● What you should do
Your task is to filter the entries and copy every line containing the string "Debug".

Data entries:
####

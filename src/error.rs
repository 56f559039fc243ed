//! Error types shared by the codec, the URL builder and the HTML adapter.
//!
//! Every failure in this crate is terminal: operations are pure, so the same
//! input fails the same way on retry.

/// Reason a token could not be turned back into a payload.
#[derive(Debug, Clone, PartialEq, Eq, thiserror::Error)]
pub enum DecodingError {
    /// Bad base64, MAC mismatch, bad padding, unparsable JSON or an
    /// inconsistent payload.
    #[error("malformed token: {0}")]
    Malformed(String),

    /// The token is authentic but older than the configured maximum age.
    #[error("token expired: age {age}s exceeds maximum {max_age}s")]
    Expired { age: u64, max_age: u64 },

    /// The token timestamp lies further in the future than clock skew allows.
    #[error("token timestamp is {skew}s in the future")]
    FromFuture { skew: u64 },
}

impl DecodingError {
    pub fn malformed(message: impl Into<String>) -> Self {
        Self::Malformed(message.into())
    }
}

#[derive(Debug, thiserror::Error)]
pub enum TrackingError {
    #[error("configuration error: {0}")]
    Configuration(String),

    #[error("encoding error: {0}")]
    Encoding(String),

    #[error("decoding error: {0}")]
    Decoding(#[from] DecodingError),

    #[error("html parse error: {0}")]
    HtmlParse(String),
}

impl TrackingError {
    pub fn configuration(message: impl Into<String>) -> Self {
        Self::Configuration(message.into())
    }

    pub fn encoding(message: impl Into<String>) -> Self {
        Self::Encoding(message.into())
    }

    pub fn html_parse(message: impl Into<String>) -> Self {
        Self::HtmlParse(message.into())
    }

    /// Returns `true` when decoding failed only because the token is too old.
    pub fn is_expired(&self) -> bool {
        matches!(self, Self::Decoding(DecodingError::Expired { .. }))
    }
}

impl From<serde_json::Error> for TrackingError {
    fn from(e: serde_json::Error) -> Self {
        Self::Encoding(e.to_string())
    }
}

####

● Your response
#[derive(Debug, Clone, PartialEq, Eq, thiserror::Error)]
#[derive(Debug, thiserror::Error)]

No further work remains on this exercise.